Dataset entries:
.....

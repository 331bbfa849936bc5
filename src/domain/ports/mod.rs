//! Port trait definitions (hexagonal architecture).
//!
//! Adapters implement these traits:
//! - Repositories for workspace nodes, votes, teams, problems and profiles
//! - EmbeddingProvider for dense vectors
//! - ChannelProvider for realtime rooms

pub mod embedding;
pub mod null_embedding;
pub mod problem_repository;
pub mod profile_repository;
pub mod realtime_channel;
pub mod team_repository;
pub mod vote_repository;
pub mod workspace_repository;

pub use embedding::EmbeddingProvider;
pub use null_embedding::NullEmbeddingProvider;
pub use problem_repository::ProblemRepository;
pub use profile_repository::ProfileRepository;
pub use realtime_channel::{
    ChannelError, ChannelKey, ChannelMessage, ChannelProvider, ClientId, ClientInbox,
};
pub use team_repository::TeamRepository;
pub use vote_repository::VoteRepository;
pub use workspace_repository::WorkspaceRepository;
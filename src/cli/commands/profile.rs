//! Profile CLI commands.

use anyhow::{bail, Result};
use clap::{Args, Subcommand};
use serde::Serialize;
use uuid::Uuid;

use crate::cli::context::AppContext;
use crate::cli::output::{output, CommandOutput};
use crate::domain::errors::DomainError;
use crate::domain::models::{ActorRole, Profile};
use crate::domain::ports::ProfileRepository;

#[derive(Args, Debug)]
pub struct ProfileArgs {
    #[command(subcommand)]
    pub command: ProfileCommands,
}

#[derive(Subcommand, Debug)]
pub enum ProfileCommands {
    /// Create a profile
    Create {
        name: String,
        /// contributor, mentor or admin
        #[arg(short, long, default_value = "contributor")]
        role: String,
        #[arg(short, long, default_value = "")]
        bio: String,
        /// Skills (comma-separated)
        #[arg(short, long, value_delimiter = ',')]
        skills: Vec<String>,
    },
    /// Show a profile
    Show { id: Uuid },
}

#[derive(Debug, Serialize)]
pub struct ProfileOutput {
    #[serde(flatten)]
    pub profile: Profile,
}

impl CommandOutput for ProfileOutput {
    fn to_human(&self) -> String {
        let p = &self.profile;
        let mut lines = vec![format!("{} ({}) [{}]", p.name, p.role.as_str(), p.id)];
        if !p.bio.is_empty() {
            lines.push(format!("  bio:    {}", p.bio));
        }
        if !p.skills.is_empty() {
            lines.push(format!("  skills: {}", p.skills.join(", ")));
        }
        if !p.team_ids.is_empty() {
            let teams: Vec<String> = p.team_ids.iter().map(Uuid::to_string).collect();
            lines.push(format!("  teams:  {}", teams.join(", ")));
        }
        lines.join("\n")
    }
}

pub async fn execute(args: ProfileArgs, json_mode: bool) -> Result<()> {
    let ctx = AppContext::load().await?;
    let profile = match args.command {
        ProfileCommands::Create {
            name,
            role,
            bio,
            skills,
        } => {
            let Some(role) = ActorRole::from_str(&role) else {
                bail!("unknown role '{role}', expected contributor, mentor or admin");
            };
            let profile = Profile::new(name, role).with_bio(bio).with_skills(skills);
            ctx.profiles.create(&profile).await?;
            profile
        }
        ProfileCommands::Show { id } => ctx
            .profiles
            .get(id)
            .await?
            .ok_or(DomainError::ProfileNotFound(id))?,
    };
    output(&ProfileOutput { profile }, json_mode);
    Ok(())
}
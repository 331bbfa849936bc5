//! SQLite implementation of the WorkspaceRepository.

use async_trait::async_trait;
use chrono::Utc;
use sqlx::{Sqlite, SqlitePool, Transaction};
use uuid::Uuid;

use super::{is_unique_violation, parse_datetime, parse_uuid};
use crate::domain::errors::{DomainError, DomainResult};
use crate::domain::models::workspace::{rewrite_prefix, split_full_path};
use crate::domain::models::{NodeType, WorkspaceNode};
use crate::domain::ports::WorkspaceRepository;

const SELECT_NODE: &str = "SELECT id, team_id, author_id, filename, path, node_type, language, content, created_at, updated_at FROM workspace_nodes";

// `path = ? OR substr(path, 1, ?) = ?` anchors the prefix on a '/' boundary
// without LIKE wildcards, so "abc" never matches "abcdef".
const WITHIN_CLAUSE: &str = "team_id = ? AND (path = ? OR substr(path, 1, ?) = ?)";

/// SQLite-backed workspace hierarchy.
pub struct SqliteWorkspaceRepository {
    pool: SqlitePool,
}

impl SqliteWorkspaceRepository {
    pub fn new(pool: SqlitePool) -> Self {
        Self { pool }
    }

    async fn descendants_in_tx(
        tx: &mut Transaction<'_, Sqlite>,
        team_id: Uuid,
        folder_full_path: &str,
    ) -> DomainResult<Vec<(String, String)>> {
        let rows: Vec<(String, String)> = sqlx::query_as(&format!(
            "SELECT id, path FROM workspace_nodes WHERE {WITHIN_CLAUSE}"
        ))
        .bind(team_id.to_string())
        .bind(folder_full_path)
        .bind(prefix_len(folder_full_path))
        .bind(format!("{folder_full_path}/"))
        .fetch_all(&mut **tx)
        .await?;
        Ok(rows)
    }
}

/// Character length of `prefix/`, as SQLite's substr counts characters.
fn prefix_len(prefix: &str) -> i64 {
    i64::try_from(prefix.chars().count() + 1).unwrap_or(i64::MAX)
}

fn conflict(node: &WorkspaceNode) -> DomainError {
    DomainError::PathConflict {
        team_id: node.team_id,
        full_path: node.full_path(),
    }
}

#[async_trait]
impl WorkspaceRepository for SqliteWorkspaceRepository {
    async fn insert(&self, node: &WorkspaceNode) -> DomainResult<()> {
        sqlx::query(
            r#"INSERT INTO workspace_nodes (id, team_id, author_id, filename, path, node_type, language, content, created_at, updated_at)
               VALUES (?, ?, ?, ?, ?, ?, ?, ?, ?, ?)"#,
        )
        .bind(node.id.to_string())
        .bind(node.team_id.to_string())
        .bind(node.author_id.to_string())
        .bind(&node.filename)
        .bind(&node.path)
        .bind(node.node_type.as_str())
        .bind(&node.language)
        .bind(&node.content)
        .bind(node.created_at.to_rfc3339())
        .bind(node.updated_at.to_rfc3339())
        .execute(&self.pool)
        .await
        .map_err(|e| if is_unique_violation(&e) { conflict(node) } else { e.into() })?;

        Ok(())
    }

    async fn update_content(&self, node: &WorkspaceNode) -> DomainResult<()> {
        let result = sqlx::query(
            "UPDATE workspace_nodes SET content = ?, language = ?, author_id = ?, updated_at = ? WHERE id = ?",
        )
        .bind(&node.content)
        .bind(&node.language)
        .bind(node.author_id.to_string())
        .bind(node.updated_at.to_rfc3339())
        .bind(node.id.to_string())
        .execute(&self.pool)
        .await?;

        if result.rows_affected() == 0 {
            return Err(DomainError::NodeNotFound(node.id));
        }
        Ok(())
    }

    async fn get(&self, id: Uuid) -> DomainResult<Option<WorkspaceNode>> {
        let row: Option<NodeRow> = sqlx::query_as(&format!("{SELECT_NODE} WHERE id = ?"))
            .bind(id.to_string())
            .fetch_optional(&self.pool)
            .await?;

        row.map(TryInto::try_into).transpose()
    }

    async fn find_by_path(
        &self,
        team_id: Uuid,
        path: &str,
        filename: &str,
    ) -> DomainResult<Option<WorkspaceNode>> {
        let row: Option<NodeRow> = sqlx::query_as(&format!(
            "{SELECT_NODE} WHERE team_id = ? AND path = ? AND filename = ?"
        ))
        .bind(team_id.to_string())
        .bind(path)
        .bind(filename)
        .fetch_optional(&self.pool)
        .await?;

        row.map(TryInto::try_into).transpose()
    }

    async fn list_by_team(&self, team_id: Uuid) -> DomainResult<Vec<WorkspaceNode>> {
        let rows: Vec<NodeRow> = sqlx::query_as(&format!(
            "{SELECT_NODE} WHERE team_id = ? ORDER BY path, filename"
        ))
        .bind(team_id.to_string())
        .fetch_all(&self.pool)
        .await?;

        rows.into_iter().map(TryInto::try_into).collect()
    }

    async fn relocate(&self, node: &WorkspaceNode, old_full: &str, new_full: &str) -> DomainResult<u64> {
        let mut tx = self.pool.begin().await?;

        let result = sqlx::query(
            "UPDATE workspace_nodes SET path = ?, filename = ?, updated_at = ? WHERE id = ?",
        )
        .bind(&node.path)
        .bind(&node.filename)
        .bind(node.updated_at.to_rfc3339())
        .bind(node.id.to_string())
        .execute(&mut *tx)
        .await;

        match result {
            Ok(r) if r.rows_affected() == 0 => {
                tx.rollback().await?;
                return Err(DomainError::NodeNotFound(node.id));
            }
            Ok(_) => {}
            Err(e) => {
                tx.rollback().await?;
                return Err(if is_unique_violation(&e) { conflict(node) } else { e.into() });
            }
        }

        let mut rewritten = 0u64;
        if node.node_type == NodeType::Folder && !old_full.is_empty() {
            let now = Utc::now().to_rfc3339();
            let descendants = Self::descendants_in_tx(&mut tx, node.team_id, old_full).await?;
            for (id, path) in descendants {
                let Some(new_path) = rewrite_prefix(&path, old_full, new_full) else {
                    continue;
                };
                let updated = sqlx::query(
                    "UPDATE workspace_nodes SET path = ?, updated_at = ? WHERE id = ?",
                )
                .bind(&new_path)
                .bind(&now)
                .bind(&id)
                .execute(&mut *tx)
                .await;

                if let Err(e) = updated {
                    tx.rollback().await?;
                    return Err(if is_unique_violation(&e) {
                        DomainError::PathConflict {
                            team_id: node.team_id,
                            full_path: new_path,
                        }
                    } else {
                        e.into()
                    });
                }
                rewritten += 1;
            }
        }

        tx.commit().await?;
        Ok(rewritten)
    }

    async fn delete_subtree(&self, node: &WorkspaceNode) -> DomainResult<Vec<Uuid>> {
        let mut tx = self.pool.begin().await?;

        let result = sqlx::query("DELETE FROM workspace_nodes WHERE id = ?")
            .bind(node.id.to_string())
            .execute(&mut *tx)
            .await?;
        if result.rows_affected() == 0 {
            tx.rollback().await?;
            return Err(DomainError::NodeNotFound(node.id));
        }

        let mut removed = vec![node.id];
        if node.is_folder() {
            let full_path = node.full_path();
            let descendants = Self::descendants_in_tx(&mut tx, node.team_id, &full_path).await?;
            sqlx::query(&format!("DELETE FROM workspace_nodes WHERE {WITHIN_CLAUSE}"))
                .bind(node.team_id.to_string())
                .bind(&full_path)
                .bind(prefix_len(&full_path))
                .bind(format!("{full_path}/"))
                .execute(&mut *tx)
                .await?;
            for (id, _) in descendants {
                removed.push(parse_uuid(&id)?);
            }
        }

        tx.commit().await?;
        Ok(removed)
    }

    async fn delete_file(&self, node: &WorkspaceNode) -> DomainResult<Vec<Uuid>> {
        let mut tx = self.pool.begin().await?;

        let result = sqlx::query("DELETE FROM workspace_nodes WHERE id = ? AND node_type = 'file'")
            .bind(node.id.to_string())
            .execute(&mut *tx)
            .await?;
        if result.rows_affected() == 0 {
            tx.rollback().await?;
            return Err(DomainError::NodeNotFound(node.id));
        }

        let mut removed = vec![node.id];
        if !node.path.is_empty() {
            // Any deeper node implies a direct child folder, so direct children suffice
            let (remaining,): (i64,) =
                sqlx::query_as("SELECT COUNT(*) FROM workspace_nodes WHERE team_id = ? AND path = ?")
                    .bind(node.team_id.to_string())
                    .bind(&node.path)
                    .fetch_one(&mut *tx)
                    .await?;

            if remaining == 0 {
                let (parent_path, parent_name) = split_full_path(&node.path);
                let parent: Option<(String,)> = sqlx::query_as(
                    "SELECT id FROM workspace_nodes WHERE team_id = ? AND path = ? AND filename = ? AND node_type = 'folder'",
                )
                .bind(node.team_id.to_string())
                .bind(parent_path)
                .bind(parent_name)
                .fetch_optional(&mut *tx)
                .await?;

                if let Some((parent_id,)) = parent {
                    sqlx::query("DELETE FROM workspace_nodes WHERE id = ?")
                        .bind(&parent_id)
                        .execute(&mut *tx)
                        .await?;
                    removed.push(parse_uuid(&parent_id)?);
                }
            }
        }

        tx.commit().await?;
        Ok(removed)
    }
}

#[derive(sqlx::FromRow)]
struct NodeRow {
    id: String,
    team_id: String,
    author_id: String,
    filename: String,
    path: String,
    node_type: String,
    language: Option<String>,
    content: String,
    created_at: String,
    updated_at: String,
}

impl TryFrom<NodeRow> for WorkspaceNode {
    type Error = DomainError;

    fn try_from(row: NodeRow) -> Result<Self, Self::Error> {
        let node_type = NodeType::from_str(&row.node_type).ok_or_else(|| {
            DomainError::SerializationError(format!("Invalid node type: {}", row.node_type))
        })?;

        Ok(WorkspaceNode {
            id: parse_uuid(&row.id)?,
            team_id: parse_uuid(&row.team_id)?,
            author_id: parse_uuid(&row.author_id)?,
            filename: row.filename,
            path: row.path,
            node_type,
            language: row.language,
            content: row.content,
            created_at: parse_datetime(&row.created_at)?,
            updated_at: parse_datetime(&row.updated_at)?,
        })
    }
}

.....

In the records above, find each line holding "collect" and copy it.

            let teams: Vec<String> = p.team_ids.iter().map(Uuid::to_string).collect();
        rows.into_iter().map(TryInto::try_into).collect()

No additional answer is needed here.